The Big Data Revolution (with the help of Machine Learning , Deep Learning and Artificial Intelligence) can transform our world in a “Big Brother Nightmare”… It could be… but, The Big Data can at the opposite improve our lives for a better tomorrow. Choosing the humanist way will be only a human choice…
So, let’s check these 5 actual cases where the Big Data ecosystem improve humanity lives for real.
#1 -Anticipating Meteorological Crises
By combining marine observation sensors, ocean’s waves & currents + other data with analytical tools running with Machine Learning, researchers can develop predictions of tsunamis and other natural disasters, and so saving the lives of thousands of people living in coastal areas.
#2 – More Saved Premature Babies
By being able to monitor over 1,000 data points per second, researchers have made a surprising discovery: prematurely born children with unusually stable vital signs have high fevers the next day. Thus informed, doctors can now take preventive measures and save more premature babies lives.
#3 – Improving Aviation Safety
Data analysis is used to improve flight performance and aviation safety, reduce turbulence and identify engine failures 2,000 times faster than ever before. Aeronautical data also helps to refine flight plans and inform staff that a part must be replaced a long time before it is found to be defective.
#4 – For A Better Medical Follow-up
Data analysis, Deep Learning and robotics improve patient follow-up, long-term care and help prevent relapses. Big Data is used to predict which patients are likely to follow their doctor’s advice, and who may not.
Mobile applications are developed to check whether a patient is taking medication, such as an inhaler with a GPS chip for asthmatics. Others record information about calls, SMS, geographic location, movement and sleep cycles. So, Doctors and family members can then be alerted if a patient presents alarming signs.
Due to the increase in the quantity and quality of the data collected, but also the ability to analyze and understand them, it will soon be possible to improve patient treatment, understanding diseases and even fighting cancers wth a best efficacity.

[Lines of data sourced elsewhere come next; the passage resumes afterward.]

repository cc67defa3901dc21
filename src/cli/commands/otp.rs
use clap::{builder::BoolishValueParser, Arg, ArgAction, ArgMatches, Command};

use crate::otp::DeliveryPolicy;

pub const ARG_OTP_TTL_SECONDS: &str = "otp-ttl-seconds";
pub const ARG_OTP_MAX_ATTEMPTS: &str = "otp-max-attempts";
pub const ARG_OTP_SWEEP_SECONDS: &str = "otp-sweep-seconds";
pub const ARG_DELIVERY_POLICY: &str = "delivery-policy";
pub const ARG_DEBUG_ECHO_OTP: &str = "debug-echo-otp";

#[derive(Debug, Clone)]
pub struct Options {
    pub ttl_seconds: u64,
    pub max_attempts: u32,
    pub sweep_seconds: u64,
    pub delivery_policy: DeliveryPolicy,
    pub debug_echo_otp: bool,
}

impl Options {
    /// Parse OTP policy arguments from matches.
    ///
    /// # Errors
    /// Returns an error if a defaulted argument is somehow absent.
    pub fn parse(matches: &ArgMatches) -> anyhow::Result<Self> {
        let get_u64 = |id: &str| {
            matches
                .get_one::<u64>(id)
                .copied()
                .ok_or_else(|| anyhow::anyhow!("missing required argument: --{id}"))
        };

        Ok(Self {
            ttl_seconds: get_u64(ARG_OTP_TTL_SECONDS)?,
            max_attempts: matches
                .get_one::<u32>(ARG_OTP_MAX_ATTEMPTS)
                .copied()
                .ok_or_else(|| {
                    anyhow::anyhow!("missing required argument: --{ARG_OTP_MAX_ATTEMPTS}")
                })?,
            sweep_seconds: get_u64(ARG_OTP_SWEEP_SECONDS)?,
            delivery_policy: matches
                .get_one::<DeliveryPolicy>(ARG_DELIVERY_POLICY)
                .copied()
                .unwrap_or_default(),
            debug_echo_otp: matches.get_flag(ARG_DEBUG_ECHO_OTP),
        })
    }
}

#[must_use]
pub fn with_args(command: Command) -> Command {
    command
        .arg(
            Arg::new(ARG_OTP_TTL_SECONDS)
                .long(ARG_OTP_TTL_SECONDS)
                .help("Lifetime of an issued code in seconds")
                .env("LOOMA_OTP_TTL_SECONDS")
                .default_value("600")
                .value_parser(clap::value_parser!(u64).range(1..)),
        )
        .arg(
            Arg::new(ARG_OTP_MAX_ATTEMPTS)
                .long(ARG_OTP_MAX_ATTEMPTS)
                .help("Failed verifications allowed before a code is discarded")
                .env("LOOMA_OTP_MAX_ATTEMPTS")
                .default_value("5")
                .value_parser(clap::value_parser!(u32).range(1..)),
        )
        .arg(
            Arg::new(ARG_OTP_SWEEP_SECONDS)
                .long(ARG_OTP_SWEEP_SECONDS)
                .help("Interval for purging expired codes from memory")
                .env("LOOMA_OTP_SWEEP_SECONDS")
                .default_value("60")
                .value_parser(clap::value_parser!(u64).range(1..)),
        )
        .arg(
            Arg::new(ARG_DELIVERY_POLICY)
                .long(ARG_DELIVERY_POLICY)
                .help("What to do when the email cannot be sent: degrade or strict")
                .long_help(
                    "What to do when the email cannot be sent.\n\n`degrade` keeps the issued code and answers 200 with delivered=false.\n`strict` discards the code and answers 502.",
                )
                .env("LOOMA_DELIVERY_POLICY")
                .default_value("degrade")
                .value_parser(|value: &str| value.parse::<DeliveryPolicy>()),
        )
        .arg(
            Arg::new(ARG_DEBUG_ECHO_OTP)
                .long(ARG_DEBUG_ECHO_OTP)
                .help("Return undelivered codes in the response (development only)")
                .env("LOOMA_DEBUG_ECHO_OTP")
                .action(ArgAction::SetTrue)
                .value_parser(BoolishValueParser::new()),
        )
}
use anyhow::{anyhow, Result};
use base64ct::{Base64, Encoding};
use opentelemetry::{global, trace::TracerProvider as _, KeyValue};
use opentelemetry_otlp::{WithExportConfig, WithTonicConfig};
use opentelemetry_sdk::{
    propagation::TraceContextPropagator,
    runtime,
    trace::{Tracer, TracerProvider},
    Resource,
};
use std::{collections::HashMap, env::var, sync::OnceLock, time::Duration};
use tonic::{
    metadata::{Ascii, Binary, MetadataKey, MetadataMap, MetadataValue},
    transport::ClientTlsConfig,
};
use tracing::{debug, Level};
use tracing_subscriber::{fmt, layer::SubscriberExt, EnvFilter, Registry};
use ulid::Ulid;

static TRACER_PROVIDER: OnceLock<TracerProvider> = OnceLock::new();

fn parse_headers_env(headers_str: &str) -> HashMap<String, String> {
    headers_str
        .split(',')
        .filter_map(|pair| {
            let (key, value) = pair.split_once('=')?;
            Some((key.trim().to_string(), value.trim().to_string()))
        })
        .collect()
}

// Keys ending in "-bin" carry base64 values and become binary gRPC metadata.
fn headers_to_metadata(headers: &HashMap<String, String>) -> Result<MetadataMap> {
    let mut meta = MetadataMap::with_capacity(headers.len());

    for (k, v) in headers {
        let key_str = k.to_ascii_lowercase();

        if key_str.ends_with("-bin") {
            let bytes = Base64::decode_vec(v)
                .map_err(|e| anyhow!("failed to base64-decode value for key {key_str}: {e}"))?;
            let key = MetadataKey::<Binary>::from_bytes(key_str.as_bytes())
                .map_err(|e| anyhow!("invalid binary metadata key {key_str}: {e}"))?;
            meta.insert_bin(key, MetadataValue::from_bytes(&bytes));
        } else {
            let key = MetadataKey::<Ascii>::from_bytes(key_str.as_bytes())
                .map_err(|e| anyhow!("invalid ASCII metadata key {key_str}: {e}"))?;
            let val: MetadataValue<Ascii> = v
                .parse()
                .map_err(|e| anyhow!("invalid ASCII metadata value for key {key_str}: {e}"))?;
            meta.insert(key, val);
        }
    }

    Ok(meta)
}

fn normalize_endpoint(ep: String) -> String {
    if ep.starts_with("http://") || ep.starts_with("https://") {
        ep
    } else {
        format!("https://{}", ep.trim_end_matches('/'))
    }
}

fn init_tracer() -> Result<Tracer> {
    let endpoint = var("OTEL_EXPORTER_OTLP_ENDPOINT")
        .unwrap_or_else(|_| "http://localhost:4317".to_string());
    let endpoint = normalize_endpoint(endpoint);

    let mut builder = opentelemetry_otlp::SpanExporter::builder()
        .with_tonic()
        .with_endpoint(&endpoint)
        .with_timeout(Duration::from_secs(3));

    if let Some(host) = endpoint
        .strip_prefix("https://")
        .and_then(|s| s.split('/').next())
        .and_then(|h| h.split(':').next())
    {
        let tls = ClientTlsConfig::new()
            .domain_name(host.to_string())
            .with_native_roots();
        builder = builder.with_tls_config(tls);
    }

    let headers = var("OTEL_EXPORTER_OTLP_HEADERS")
        .ok()
        .map(|s| parse_headers_env(&s))
        .unwrap_or_default();
    if !headers.is_empty() {
        builder = builder.with_metadata(headers_to_metadata(&headers)?);
    }

    let exporter = builder.build()?;

    let instance_id = var("OTEL_SERVICE_INSTANCE_ID").unwrap_or_else(|_| Ulid::new().to_string());

    let provider = TracerProvider::builder()
        .with_batch_exporter(exporter, runtime::Tokio)
        .with_resource(Resource::new(vec![
            KeyValue::new("service.name", env!("CARGO_PKG_NAME")),
            KeyValue::new("service.version", env!("CARGO_PKG_VERSION")),
            KeyValue::new("service.instance.id", instance_id),
        ]))
        .build();

    let _ = TRACER_PROVIDER.set(provider.clone());

    global::set_tracer_provider(provider.clone());
    global::set_text_map_propagator(TraceContextPropagator::new());

    Ok(provider.tracer(env!("CARGO_PKG_NAME")))
}

/// Initialize logging and, when `OTEL_EXPORTER_OTLP_ENDPOINT` is set, the OTLP
/// span exporter (gRPC).
///
/// # Errors
///
/// Returns an error if tracer or subscriber initialization fails
pub fn init(verbosity_level: Option<Level>) -> Result<()> {
    let verbosity_level = verbosity_level.unwrap_or(Level::ERROR);

    let fmt_layer = fmt::layer()
        .with_file(false)
        .with_line_number(false)
        .with_thread_ids(false)
        .with_thread_names(false)
        .with_target(false);

    // RUST_LOG wins over the verbosity flag
    let filter = EnvFilter::builder()
        .with_default_directive(verbosity_level.into())
        .from_env_lossy()
        .add_directive("hyper=error".parse()?)
        .add_directive("tokio=error".parse()?)
        .add_directive("opentelemetry_sdk=warn".parse()?);

    if var("OTEL_EXPORTER_OTLP_ENDPOINT").is_ok() {
        let tracer = init_tracer()?;
        let otel_layer = tracing_opentelemetry::layer().with_tracer(tracer);

        let subscriber = Registry::default()
            .with(fmt_layer)
            .with(otel_layer)
            .with(filter);
        tracing::subscriber::set_global_default(subscriber)?;
    } else {
        let subscriber = Registry::default().with(fmt_layer).with(filter);
        tracing::subscriber::set_global_default(subscriber)?;
    }

    Ok(())
}

/// Flush and stop the span exporter (noop if not initialized)
pub fn shutdown_tracer() {
    if let Some(provider) = TRACER_PROVIDER.get() {
        debug!("shutting down tracer provider");
        let _ = provider.shutdown();
    }
}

Thanks to Big Data, healthcare is in full swing.
#5 – Predicting Diseases and Epidemics
With Big Data technologies that can handle huge amounts of data, doctors are better equipped to diagnose diseases and contain epidemics.

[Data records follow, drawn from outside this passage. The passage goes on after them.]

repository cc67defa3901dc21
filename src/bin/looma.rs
use anyhow::{Context, Result};
use looma::cli;
use rustls::crypto::ring;

// Main function
#[tokio::main]
async fn main() -> Result<()> {
    ring::default_provider()
        .install_default()
        .map_err(|_| anyhow::anyhow!("Failed to install rustls crypto provider"))
        .context("TLS crypto provider initialization failed")?;
    let action = cli::start()?;

    action.execute().await?;

    Ok(())
}
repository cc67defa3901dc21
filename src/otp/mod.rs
//! Email one-time passcode (OTP) lifecycle.
//!
//! A code is issued per email address, delivered out of band, and consumed by
//! a single successful verification. Every record follows:
//!
//! ```text
//! absent -> pending -> { consumed | expired | attempts-exhausted }
//! ```
//!
//! All terminal transitions remove the record from the store.
//!
//! ## Storage
//!
//! Records live behind the [`OtpStore`] trait. The default [`MemoryOtpStore`]
//! is process local: codes do not survive a restart and are not shared across
//! instances, so a code issued on one replica cannot be verified on another.
//!
//! ## Concurrency
//!
//! Each store call is atomic, but `verify` is a read-modify-write over several
//! calls. An `issue` racing a `verify` for the same email may overwrite the
//! record in between; for a human-driven, attempt-limited, 10-minute window
//! this is accepted.

pub mod clock;
pub mod code;
mod error;
pub mod models;
pub mod service;
pub mod store;
mod sweeper;

pub use clock::{Clock, ManualClock, SystemClock};
pub use error::OtpError;
pub use models::OtpRecord;
pub use service::{DeliveryPolicy, IssueOutcome, OtpPolicy, OtpService};
pub use store::{MemoryOtpStore, OtpStore};
pub use sweeper::spawn_sweeper;
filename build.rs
fn main() {
    built::write_built_file().expect("Failed to acquire build-time information");
}
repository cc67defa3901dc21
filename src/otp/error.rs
use crate::mail::DeliveryError;

/// Failures surfaced by the OTP service.
///
/// Display strings are user facing and returned verbatim by the HTTP API,
/// except for [`OtpError::Store`] which is logged and masked.
#[derive(Debug, thiserror::Error)]
pub enum OtpError {
    #[error("{0}")]
    InvalidInput(&'static str),
    #[error("OTP not found or expired")]
    NotFound,
    #[error("OTP has expired")]
    Expired,
    #[error("Too many attempts")]
    TooManyAttempts,
    #[error("Invalid OTP")]
    InvalidCode { remaining_attempts: u32 },
    #[error("Failed to send verification email: {0}")]
    DeliveryFailure(#[source] DeliveryError),
    #[error(transparent)]
    Store(#[from] anyhow::Error),
}

impl OtpError {
    /// Stable machine-readable identifier for the error kind.
    #[must_use]
    pub const fn kind(&self) -> &'static str {
        match self {
            Self::InvalidInput(_) => "invalid_input",
            Self::NotFound => "not_found",
            Self::Expired => "expired",
            Self::TooManyAttempts => "too_many_attempts",
            Self::InvalidCode { .. } => "invalid_code",
            Self::DeliveryFailure(_) => "delivery_failure",
            Self::Store(_) => "internal",
        }
    }
}

#[cfg(test)]
mod tests {
    use super::*;

    #[test]
    fn kinds_are_distinct() {
        let errors = [
            OtpError::InvalidInput("Email is required"),
            OtpError::NotFound,
            OtpError::Expired,
            OtpError::TooManyAttempts,
            OtpError::InvalidCode {
                remaining_attempts: 2,
            },
            OtpError::DeliveryFailure(DeliveryError::Transport("down".to_string())),
            OtpError::Store(anyhow::anyhow!("boom")),
        ];
        let mut kinds: Vec<&str> = errors.iter().map(OtpError::kind).collect();
        kinds.sort_unstable();
        kinds.dedup();
        assert_eq!(kinds.len(), errors.len());
    }

    #[test]
    fn messages_match_the_signup_form_copy() {
        assert_eq!(OtpError::NotFound.to_string(), "OTP not found or expired");
        assert_eq!(OtpError::Expired.to_string(), "OTP has expired");
        assert_eq!(OtpError::TooManyAttempts.to_string(), "Too many attempts");
        assert_eq!(
            OtpError::InvalidCode {
                remaining_attempts: 1
            }
            .to_string(),
            "Invalid OTP"
        );
        assert_eq!(
            OtpError::InvalidInput("Email and OTP are required").to_string(),
            "Email and OTP are required"
        );
    }
}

The heroes of 2014 are, according to the magazine “Time”, doctors, nurses and volunteers who fought the Ebola virus in Africa. Thousands of kilometers away, an innovative startup has also helped to save lives. Nine days before the official WHO alert, the Boston-based HealthMap company was already observing the spread of the virus in Guinea through massive analysis of various information from airlines, websites like Twitter and public health bulletins. The American startup has specialized in the use of “Big Data” * to detect the appearance of epidemics and to follow their spread in real time: Ebola but also malaria, H1N1 flu, etc. This is a particularly valuable tool for health authorities in emergencies.
300,000 tweets and 250 GB to spot outbreaks of infection
Every minute, the world generates about 300,000 tweets and 250 gigabytes of information on Facebook: a veritable mine of information to spot outbreaks of infection … if you have the right processing capabilities. Big Data technologies are deconstructing large amounts of data in real time. According to the Nigerian Minister of Technology, analysis of social media would have reduced the time taken to intervene when a person contracted Ebola by 75%. Thousands of lives have been saved.

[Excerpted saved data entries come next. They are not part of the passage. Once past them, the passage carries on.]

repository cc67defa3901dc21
pub mod logging;
pub mod otp;
pub mod smtp;

use clap::{
    builder::styling::{AnsiColor, Effects, Styles},
    Arg, ColorChoice, Command,
};

pub const ARG_PORT: &str = "port";
pub const ARG_FRONTEND_BASE_URL: &str = "frontend-base-url";

#[must_use]
pub fn new() -> Command {
    let styles = Styles::styled()
        .header(AnsiColor::Yellow.on_default() | Effects::BOLD)
        .usage(AnsiColor::Green.on_default() | Effects::BOLD)
        .literal(AnsiColor::Blue.on_default() | Effects::BOLD)
        .placeholder(AnsiColor::Green.on_default());

    let long_version: &'static str = Box::leak(
        format!("{} - {}", env!("CARGO_PKG_VERSION"), crate::GIT_COMMIT_HASH).into_boxed_str(),
    );

    let command = Command::new("looma")
        .about("Email one-time passcode gate for Looma signups")
        .version(env!("CARGO_PKG_VERSION"))
        .long_version(long_version)
        .color(ColorChoice::Auto)
        .styles(styles)
        .arg(
            Arg::new(ARG_PORT)
                .short('p')
                .long(ARG_PORT)
                .help("Port to listen on")
                .default_value("8080")
                .env("LOOMA_PORT")
                .value_parser(clap::value_parser!(u16)),
        )
        .arg(
            Arg::new(ARG_FRONTEND_BASE_URL)
                .long(ARG_FRONTEND_BASE_URL)
                .help("Frontend base URL allowed by CORS")
                .env("LOOMA_FRONTEND_BASE_URL")
                .default_value("http://localhost:3000"),
        );

    let command = otp::with_args(command);
    let command = smtp::with_args(command);
    logging::with_args(command)
}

For hospitals and research centers, Big Data are also essential. The Pediatric Hospital in Toronto, Canada, for example, has developed a computer platform that monitors the medical parameters of premature infants in real time. “Sensors placed on babies recover vital data (heartbeat, respiratory rate …) which the system analyzes continuously and compares to past diagnoses. This makes it possible to gain up to 24 hours in the detection of problems” explains Patrice Poiraud , Engineer at IBM. The stakes are high: according to the University of Ontario, a quarter of premature babies develop infections, of which 10% are fatal. The platform developed in Toronto is intended to be extended to other hospitals in the years to come. Something to reassure future mothers.